→ **DIRECTIONS FOR THIS TASK**
In the listing below, find the line containing "column.mapv_inplace(|x| (x - mean)". Write out that line and every line after it to the end, exactly and only those.

→ **SUPPLIED DATA**

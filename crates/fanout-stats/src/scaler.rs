//! Column-wise standard scaling
//!
//! `StandardScaler` learns the mean and population standard deviation of
//! every column, then maps each value to `(x - mean) / std`.

use ndarray::{Array1, Array2, Axis, Zip};
use serde::{Deserialize, Serialize};
use thiserror::Error;

use crate::summary::SummaryStats;

/// Errors raised while scaling
#[derive(Debug, Error)]
pub enum ScaleError {
    #[error("Column {column} has zero variance")]
    ZeroVariance { column: usize },

    #[error("Shape mismatch: expected {expected} columns, got {actual}")]
    ShapeMismatch { expected: usize, actual: usize },
}

/// What to emit for a column whose standard deviation is zero
#[derive(Debug, Clone, Copy, PartialEq, Eq, Default, Serialize, Deserialize)]
#[serde(rename_all = "lowercase")]
pub enum ZeroVariancePolicy {
    /// Centre only, so every value becomes 0.0
    #[default]
    Zero,
    /// Emit NaN for the whole column
    Nan,
    /// Refuse to scale
    Fail,
}

/// A fitted standard scaler
#[derive(Debug, Clone)]
pub struct StandardScaler {
    means: Array1<f64>,
    std_devs: Array1<f64>,
    constant: Vec<bool>,
    policy: ZeroVariancePolicy,
}

impl StandardScaler {
    /// Fit per-column statistics on `data` (rows are observations)
    ///
    /// Fails only under `ZeroVariancePolicy::Fail` when some column is
    /// constant. An empty matrix fits trivially.
    pub fn fit(data: &Array2<f64>, policy: ZeroVariancePolicy) -> Result<Self, ScaleError> {
        let stats: Vec<SummaryStats> = data
            .axis_iter(Axis(1))
            .map(|column| SummaryStats::from_data(&column.to_vec()))
            .collect();

        let constant: Vec<bool> = stats
            .iter()
            .map(|s| s.count > 0 && s.is_constant())
            .collect();

        if policy == ZeroVariancePolicy::Fail {
            if let Some(column) = constant.iter().position(|&c| c) {
                return Err(ScaleError::ZeroVariance { column });
            }
        }

        // Empty columns have NaN moments; keep them inert
        let means = stats
            .iter()
            .map(|s| if s.count == 0 { 0.0 } else { s.mean })
            .collect();
        let std_devs = stats
            .iter()
            .map(|s| if s.count == 0 { 1.0 } else { s.std_dev })
            .collect();

        Ok(Self {
            means,
            std_devs,
            constant,
            policy,
        })
    }

    /// Standardize `data` with the fitted statistics
    pub fn transform(&self, data: &Array2<f64>) -> Result<Array2<f64>, ScaleError> {
        self.check_width(data)?;

        let mut scaled = data.to_owned();
        for (index, mut column) in scaled.axis_iter_mut(Axis(1)).enumerate() {
            let mean = self.means[index];
            if self.constant[index] {
                let fill = match self.policy {
                    ZeroVariancePolicy::Nan => f64::NAN,
                    _ => 0.0,
                };
                column.fill(fill);
            } else {
                let std_dev = self.std_devs[index];
                column.mapv_inplace(|x| (x - mean) / std_dev);
            }
        }
        Ok(scaled)
    }

    /// Fit on `data` and return it standardized
    pub fn fit_transform(
        data: &Array2<f64>,
        policy: ZeroVariancePolicy,
    ) -> Result<(Self, Array2<f64>), ScaleError> {
        let scaler = Self::fit(data, policy)?;
        let scaled = scaler.transform(data)?;
        Ok((scaler, scaled))
    }

    /// Map standardized values back to the original scale
    ///
    /// Constant columns come back as their mean.
    pub fn inverse_transform(&self, scaled: &Array2<f64>) -> Result<Array2<f64>, ScaleError> {
        self.check_width(scaled)?;

        let scale: Array1<f64> = self
            .std_devs
            .iter()
            .zip(&self.constant)
            .map(|(&s, &c)| if c { 0.0 } else { s })
            .collect();

        let mut restored = scaled.to_owned();
        for mut row in restored.axis_iter_mut(Axis(0)) {
            Zip::from(&mut row)
                .and(&scale)
                .and(&self.means)
                .for_each(|x, &s, &m| *x = *x * s + m);
        }
        Ok(restored)
    }

    /// Per-column means
    pub fn means(&self) -> &Array1<f64> {
        &self.means
    }

    /// Per-column population standard deviations
    pub fn std_devs(&self) -> &Array1<f64> {
        &self.std_devs
    }

    /// Indices of columns treated as constant
    pub fn constant_columns(&self) -> Vec<usize> {
        self.constant
            .iter()
            .enumerate()
            .filter_map(|(i, &c)| c.then_some(i))
            .collect()
    }

    pub fn policy(&self) -> ZeroVariancePolicy {
        self.policy
    }

    fn check_width(&self, data: &Array2<f64>) -> Result<(), ScaleError> {
        if data.ncols() != self.means.len() {
            return Err(ScaleError::ShapeMismatch {
                expected: self.means.len(),
                actual: data.ncols(),
            });
        }
        Ok(())
    }
}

→ **TASK OUTPUT**
                column.mapv_inplace(|x| (x - mean) / std_dev);
            }
        }
        Ok(scaled)
    }

    /// Fit on `data` and return it standardized
    pub fn fit_transform(
        data: &Array2<f64>,
        policy: ZeroVariancePolicy,
    ) -> Result<(Self, Array2<f64>), ScaleError> {
        let scaler = Self::fit(data, policy)?;
        let scaled = scaler.transform(data)?;
        Ok((scaler, scaled))
    }

    /// Map standardized values back to the original scale
    ///
    /// Constant columns come back as their mean.
    pub fn inverse_transform(&self, scaled: &Array2<f64>) -> Result<Array2<f64>, ScaleError> {
        self.check_width(scaled)?;

        let scale: Array1<f64> = self
            .std_devs
            .iter()
            .zip(&self.constant)
            .map(|(&s, &c)| if c { 0.0 } else { s })
            .collect();

        let mut restored = scaled.to_owned();
        for mut row in restored.axis_iter_mut(Axis(0)) {
            Zip::from(&mut row)
                .and(&scale)
                .and(&self.means)
                .for_each(|x, &s, &m| *x = *x * s + m);
        }
        Ok(restored)
    }

    /// Per-column means
    pub fn means(&self) -> &Array1<f64> {
        &self.means
    }

    /// Per-column population standard deviations
    pub fn std_devs(&self) -> &Array1<f64> {
        &self.std_devs
    }

    /// Indices of columns treated as constant
    pub fn constant_columns(&self) -> Vec<usize> {
        self.constant
            .iter()
            .enumerate()
            .filter_map(|(i, &c)| c.then_some(i))
            .collect()
    }

    pub fn policy(&self) -> ZeroVariancePolicy {
        self.policy
    }

    fn check_width(&self, data: &Array2<f64>) -> Result<(), ScaleError> {
        if data.ncols() != self.means.len() {
            return Err(ScaleError::ShapeMismatch {
                expected: self.means.len(),
                actual: data.ncols(),
            });
        }
        Ok(())
    }
}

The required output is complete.